If you need to be out of sight let him whine and come back only when he is calm as this will teach him with time (don't expect immediate result) that when he's calm you will come back. He is still veery young so don't expect for him to be the perfect puppy because changes happen overtime and with patience. Just try to enjoy the time while he's a puppy because they grow so fast you won't even remember them ever being that tiny...

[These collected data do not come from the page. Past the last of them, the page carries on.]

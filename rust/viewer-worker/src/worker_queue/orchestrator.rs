use super::{
    worker::{JobRequest, Worker, WorkerResponse},
    Processor, WorkerSettings,
};
use anyhow::{anyhow, Result};
use std::{
    collections::{HashSet, VecDeque},
    time::{Duration, SystemTime},
};
use tokio::sync::mpsc::{unbounded_channel, UnboundedReceiver, UnboundedSender};
use viewer_core::data::Priority;

#[cfg(doc)]
use super::WorkerQueue;

/// [WorkerQueueOrchestrator] is where work is orchestrated
/// from a [WorkerQueue].
///
/// The orchestrator spins up worker tasks, receives job requests
/// over a message channel, and sends work to available workers
/// for processing. A job submitted while its unicity id is waiting is
/// merged into the waiting job, and a job is held back while another job
/// with the same unicity id runs.
/// The orchestrator is also responsible for terminating/restarting
/// workers that surpass the timeout, and retries failed jobs up
/// to the configured limit before abandoning them.
pub struct WorkerQueueOrchestrator<P: Processor> {
    workers: Vec<Worker<P>>,
    retries: usize,
    timeout: Duration,
    normal_queue: VecDeque<JobRequest<P>>,
    low_queue: VecDeque<JobRequest<P>>,
    waiting_ids: HashSet<String>,
    request_rx: Option<UnboundedReceiver<P::Job>>,
    response_rx: Option<UnboundedReceiver<WorkerResponse<P::Job>>>,
    worker_context: P::Context,
    response_tx: UnboundedSender<WorkerResponse<P::Job>>,
}

impl<P> WorkerQueueOrchestrator<P>
where
    P: Processor,
{
    /// Creates a new [WorkerQueueOrchestrator], spawning
    /// `settings.worker_count` workers. Must be called within a tokio runtime.
    pub fn new(
        worker_context: P::Context,
        settings: &WorkerSettings,
        request_rx: UnboundedReceiver<P::Job>,
    ) -> Self {
        let (response_tx, response_rx) = unbounded_channel();

        let workers = (0..settings.worker_count)
            .map(|index| Worker::spawn(index, worker_context.clone(), response_tx.clone()))
            .collect();

        Self {
            normal_queue: VecDeque::new(),
            low_queue: VecDeque::new(),
            waiting_ids: HashSet::new(),
            workers,
            retries: settings.job_retries,
            timeout: settings.job_timeout,
            request_rx: Some(request_rx),
            response_rx: Some(response_rx),
            response_tx,
            worker_context,
        }
    }

    fn queue_mut(&mut self, priority: Priority) -> &mut VecDeque<JobRequest<P>> {
        match priority {
            Priority::Normal => &mut self.normal_queue,
            Priority::Low => &mut self.low_queue,
        }
    }

    /// Queues a job request. When a job with the same unicity id is
    /// already waiting, the two are merged with [Processor::merge] instead,
    /// and the waiting job moves to the queue of its merged priority.
    fn enqueue(&mut self, job_request: JobRequest<P>) {
        if let Some(unicity_id) = &job_request.unicity_id {
            if !self.waiting_ids.insert(unicity_id.clone()) {
                self.merge_into_waiting(job_request);
                return;
            }
        }
        self.queue_mut(job_request.priority).push_back(job_request);
    }

    fn merge_into_waiting(&mut self, incoming: JobRequest<P>) {
        let find = |queue: &VecDeque<JobRequest<P>>| {
            queue
                .iter()
                .position(|waiting| waiting.unicity_id == incoming.unicity_id)
        };
        let location = match (find(&self.normal_queue), find(&self.low_queue)) {
            (Some(index), _) => Some((Priority::Normal, index)),
            (None, Some(index)) => Some((Priority::Low, index)),
            (None, None) => None,
        };

        let Some((priority, index)) = location else {
            warn!("No waiting job matches the unicity id of {}", incoming.job);
            self.queue_mut(incoming.priority).push_back(incoming);
            return;
        };
        let queue = self.queue_mut(priority);
        let Some(mut waiting) = queue.remove(index) else {
            return;
        };

        trace!("Merging {} into the waiting {}", incoming.job, waiting.job);
        P::merge(&mut waiting.job, incoming.job);
        waiting.priority = P::priority(&waiting.job);

        if waiting.priority == priority {
            queue.insert(index, waiting);
        } else {
            self.queue_mut(waiting.priority).push_back(waiting);
        }
    }

    /// Takes the first waiting job, normal priority first, whose unicity
    /// id is not running.
    fn next_job(&mut self) -> Option<JobRequest<P>> {
        let running: HashSet<String> = self
            .workers
            .iter()
            .filter_map(|worker| worker.active_unicity_id().map(str::to_owned))
            .collect();
        let is_runnable = |job_request: &JobRequest<P>| match &job_request.unicity_id {
            Some(unicity_id) => !running.contains(unicity_id),
            None => true,
        };

        let job_request = match self.normal_queue.iter().position(is_runnable) {
            Some(index) => self.normal_queue.remove(index),
            None => {
                let index = self.low_queue.iter().position(is_runnable)?;
                self.low_queue.remove(index)
            }
        }?;

        if let Some(unicity_id) = &job_request.unicity_id {
            self.waiting_ids.remove(unicity_id);
        }
        Some(job_request)
    }

    /// Submits unprocessed jobs to available workers.
    fn process_queue(&mut self) -> Result<()> {
        for index in 0..self.workers.len() {
            if !self.workers[index].idle() {
                continue;
            }
            match self.next_job() {
                Some(job_request) => self.workers[index].process_job(job_request)?,
                None => return Ok(()),
            }
        }
        Ok(())
    }

    /// Given a [JobRequest] that has failed (via error result or timeout),
    /// either abandon it if sufficient retries have been attempted,
    /// or requeue the job.
    fn process_failed_job(&mut self, mut job_request: JobRequest<P>, reason: String) {
        if job_request.mark_attempt_failed(self.retries) {
            self.enqueue(job_request);
            return;
        }

        error!("Job reached retry limit: {:?}", job_request);
        let context = self.worker_context.clone();
        let job = job_request.job;
        tokio::spawn(async move {
            if let Err(error) = P::abandon(context, job, reason).await {
                error!("Could not abandon job: {}", error);
            }
        });
    }

    /// Process a result from a [Worker], marking the worker as idle,
    /// and queueing subsequently requested jobs, or
    /// retrying the failed attempt.
    fn process_result(&mut self, worker_id: usize, result: Result<Vec<P::Job>>) -> Result<()> {
        let worker = self
            .workers
            .get_mut(worker_id)
            .ok_or_else(|| anyhow!("Worker index out of bounds."))?;
        let Some(job_request) = worker.clear() else {
            // The worker was cycled after a timeout while its result was in flight
            warn!("Ignoring a result from worker {} without a job", worker_id);
            return Ok(());
        };

        match result {
            Ok(next_jobs) => {
                for next_job in next_jobs {
                    self.enqueue(JobRequest::<P>::new(next_job));
                }
            }
            Err(error) => {
                error!("Error processing job {}: {:#}", job_request.job, error);
                self.process_failed_job(job_request, format!("{error:#}"));
            }
        };
        Ok(())
    }

    /// Check for timed out workers, restart them, and attempt to
    /// reprocess their failed jobs.
    fn process_timed_out_jobs(&mut self) -> Result<()> {
        let now = SystemTime::now();
        let timed_out_worker_indices: Vec<usize> = self
            .workers
            .iter()
            .enumerate()
            .filter(|(_, worker)| {
                worker
                    .job_elapsed_time(&now)
                    .map(|elapsed| elapsed >= self.timeout)
                    .unwrap_or(false)
            })
            .map(|(index, _)| index)
            .collect();

        for index in timed_out_worker_indices {
            let worker = Worker::spawn(
                index,
                self.worker_context.clone(),
                self.response_tx.clone(),
            );
            let mut old_worker = std::mem::replace(&mut self.workers[index], worker);
            if let Some(active_job) = old_worker.terminate() {
                warn!("Job timed out: {}", active_job.job);
                let reason = format!("Job timed out after {} seconds", self.timeout.as_secs());
                self.process_failed_job(active_job, reason);
            }
        }
        Ok(())
    }

    /// Returns a [Duration] of when the next check for job timeouts
    /// should occur.
    ///
    /// For example, if the timeout is set to 3 minutes, and the current
    /// longest running job is currently 1 minute into processing, the
    /// next time to check for timed out jobs is in 2 minutes.
    fn get_timeout_check_duration(&self) -> Duration {
        let now = SystemTime::now();
        self.workers
            .iter()
            .filter_map(|worker| worker.job_elapsed_time(&now))
            .map(|elapsed| self.timeout.saturating_sub(elapsed))
            .min()
            .unwrap_or(self.timeout)
    }

    /// Start the processing of incoming requests
    /// on the current task.
    pub async fn start(mut self) -> Result<()> {
        // Take our receivers so this loop doesn't need
        // a mutable reference.
        let mut response_rx = self
            .response_rx
            .take()
            .ok_or_else(|| anyhow!("Orchestrator already started."))?;
        let mut request_rx = self
            .request_rx
            .take()
            .ok_or_else(|| anyhow!("Orchestrator already started."))?;
        loop {
            let timeout_check = tokio::time::sleep(self.get_timeout_check_duration());
            tokio::pin!(timeout_check);

            tokio::select! {
                // Request to process a new job
                Some(job) = request_rx.recv() => {
                    self.enqueue(JobRequest::<P>::new(job));
                }
                // Response from a worker
                Some((worker_id, result)) = response_rx.recv() => {
                    self.process_result(worker_id, result)?;
                }
                // Wait for the most recent job to hit the timeout
                _ = &mut timeout_check => {
                    self.process_timed_out_jobs()?;
                }
            }
            self.process_queue()?;
        }
    }
}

Just toughen up and enjoy your baby <3


----------



## Bailey&Me (Mar 8, 2010)

Congrats on your new addition. That is VERY normal behavior for a puppy!  Do a search on separation anxiety on the forum...lots of great training tips here. Good luck and hope you post some pics!


----------



## Tongyuen (Dec 3, 2015)

Thanks for the advise! Knowing this is normal helps. Really doesn't want this to become separation anxiety! He settles after 20mins or so but starts again if he hears any noise. Hopes he'll grow out of it!


----------



## Bailey&Me (Mar 8, 2010)

I'd recommend watching this video: http://spoiledmaltese.com/forum/54-maltese-training/226137-helping-your-dog-separation-anxiety.html

It's a good idea to start this type of training with me now so he doesn't develop any further separation anxiety. Like I said, this is totally normal for puppies...and you just got him, so he's just getting used to you and your home. Once he settles in and gets used to your routine, it will get better!! Best of luck with him!


----------



## Miyuki1.. (Dec 30, 2015)

Hi! Congrats on your new pup! You can try to leave him alone for short periods of time at first, which I read somewhere and it worked! We left her for a few minutes, came back to let her know someone will always come back after they leave, then gradually 5mins, 10mins, half an hour. Good luck!


----------



## Tongyuen (Dec 3, 2015)

I started the separation anxiety training with him for 2 days and the conditional seems to have gotten worse  he did fine during the training but, he whined for 3 hours this morning when we're in the room with him. I know 2 days is still too early to tell, but I'm a little discouraged that the situation seems to have gotten worse :'(


----------



## Maglily (Feb 3, 2009)

I'm no expert but was he confined and whining while you were in the same room? Why not play with him for short periods or longer to tire him out ? or say if you are working on a computer move him close to you? not sure, but he is young, so I am guessing that some hard playing will tire him, then you can go about doing work etc.


----------



## Tongyuen (Dec 3, 2015)

Thanks Brenda. I did play with him for an hour before putting him into the pen. Maybe that's not enough for his energy level. He's confined to the pen while we sit on the couch that's 5 steps away while we work on the computer. He still whined for 3 hours. I love that he loves us but do want to teach him that he doesn't need to be on our lap all the time.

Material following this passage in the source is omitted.